Make an Educated Decision
Aug 01, 2018 09:50AM ● Published by Louisa Asseo
Dr. Louisa Asseo, owner of Oasis Veterinary Hospital, 6635 Alhambra Ave, Suite 100, 925.954.8087
Make an Educated Decision
When is the Appropriate Time to Spay and Neuter Your Pet?
In recent years, there has been a lot of debate about the right time to spay or neuter your dog. In shelters and rescues, spaying and neutering are done as early as possible. Shelters adopt this policy to prevent more unwanted pregnancies and, therefore, more puppies and kittens in the shelters. In private practice, the trend used to be to recommend spaying or neutering dogs after completion of the core vaccines at 16 weeks but before the onset of puberty at six months. This has been a discussion point in recent years. Now it seems that the “right” answer depends on whom you speak with and which article you read.
In 2013, an article by de la Riva and Hart concluded that early spaying and neutering resulted in more cancers and joint problems in dogs. However, the conclusions were very skewed. Was cancer higher in these dogs BECAUSE we spayed and neutered them, thus keeping them healthier and alive long enough to reach the age where cancers are seen? This article also did not address what is meant by an “early” spay or neuter. Does this mean altering them at eight weeks old or six months old?

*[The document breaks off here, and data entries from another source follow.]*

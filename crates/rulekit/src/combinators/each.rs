//! EACH combinator - lifts a rule to a rule over slices

use crate::foundation::{Validate, ValidationError};

// ============================================================================
// EACH COMBINATOR
// ============================================================================

/// Applies a rule to every element of a slice, in order.
///
/// By default stops at the first failing element and reports its zero-based
/// index together with the element's own failure. [`Each::collect_all`]
/// keeps going and reports every failing element instead.
///
/// An empty slice always passes.
///
/// # Examples
///
/// ```
/// use rulekit::prelude::*;
///
/// let rule = each(min(7_u32));
/// assert!(rule.validate(&[9, 10, 18, 14]).is_ok());
///
/// let err = rule.validate(&[9, 10, 6, 14]).unwrap_err();
/// assert_eq!(err.code, "element");
/// assert!(err.message.starts_with("value at index 2"));
/// ```
#[derive(Debug, Clone, Copy, PartialEq, Eq, Hash)]
pub struct Each<V> {
    inner: V,
    fail_fast: bool,
}

impl<V> Each<V> {
    /// Creates a new EACH combinator that stops on the first failure.
    pub fn new(inner: V) -> Self {
        Self {
            inner,
            fail_fast: true,
        }
    }

    /// Validates every element and reports all failures.
    #[must_use = "builder methods must be chained or built"]
    pub fn collect_all(mut self) -> Self {
        self.fail_fast = false;
        self
    }

    /// Returns true if validation stops at the first failing element.
    pub fn is_fail_fast(&self) -> bool {
        self.fail_fast
    }

    /// Returns a reference to the inner rule.
    pub fn inner(&self) -> &V {
        &self.inner
    }

    /// Extracts the inner rule.
    pub fn into_inner(self) -> V {
        self.inner
    }
}

impl<V, T> Validate for Each<V>
where
    V: Validate<Input = T>,
{
    type Input = [T];

    fn validate(&self, input: &Self::Input) -> Result<(), ValidationError> {
        let mut errors: Vec<(usize, ValidationError)> = Vec::new();

        for (index, element) in input.iter().enumerate() {
            if let Err(e) = self.inner.validate(element) {
                if self.fail_fast {
                    return Err(ValidationError::element(index, e));
                }
                errors.push((index, e));
            }
        }

        if errors.is_empty() {
            return Ok(());
        }

        let messages: Vec<String> = errors
            .iter()
            .map(|(i, e)| format!("[{}]: {}", i, e.message))
            .collect();

        Err(ValidationError::new(
            "elements",
            format!(
                "{} of {} elements failed: {}",
                errors.len(),
                input.len(),
                messages.join("; ")
            ),
        )
        .with_nested(
            errors
                .into_iter()
                .map(|(index, e)| ValidationError::element(index, e))
                .collect(),
        ))
    }
}

/// Creates an EACH combinator that stops on the first failure.
pub fn each<V>(rule: V) -> Each<V> {
    Each::new(rule)
}

// ============================================================================
// TESTS
// ============================================================================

There are definite health benefits to spaying and castrating aside from the obvious one of preventing pregnancy. Allowing a female dog to go through even one heat cycle can put her at risk for uterine infection (pyometra), which is treated through emergency surgery and aggressive support care. In addition, the risk of mammary tumors increases for female dogs after their first heat cycle. Male dogs can show territorial or aggressive behaviors if not castrated and have a bigger tendency to want to roam, thus putting them in danger of vehicular trauma and getting lost.
In support of delaying spaying or castrating, a study by Duerr and Duncan in 2007 demonstrated a correlation between early spay and castration and an increased incidence of knee injury. This study demonstrated that dogs neutered earlier than 6 months had different joint conformations that can be associated with cruciate ligament tears. It is still important to remember that demonstrating a correlation does not always mean causation.
So, how do you decide what is right for your dog? The answer is not simple for females. For small breed dogs with a decreased risk of joint problems, perhaps we can still spay at six months and avoid the risks of a first heat cycle. For larger breed dogs and those predisposed to joint issues, perhaps we can delay the spay until they are a bit more skeletally mature. However, then you assume the risks of pyometra and mammary masses in the future. For males, the answer can be a bit simpler. Delaying the castration until they are a bit more skeletally mature may be the safest option. Have this discussion with your veterinarian to identify the risk factors for your dog. Together, you can make an educated decision to help your pet live a long, happy, and healthy life.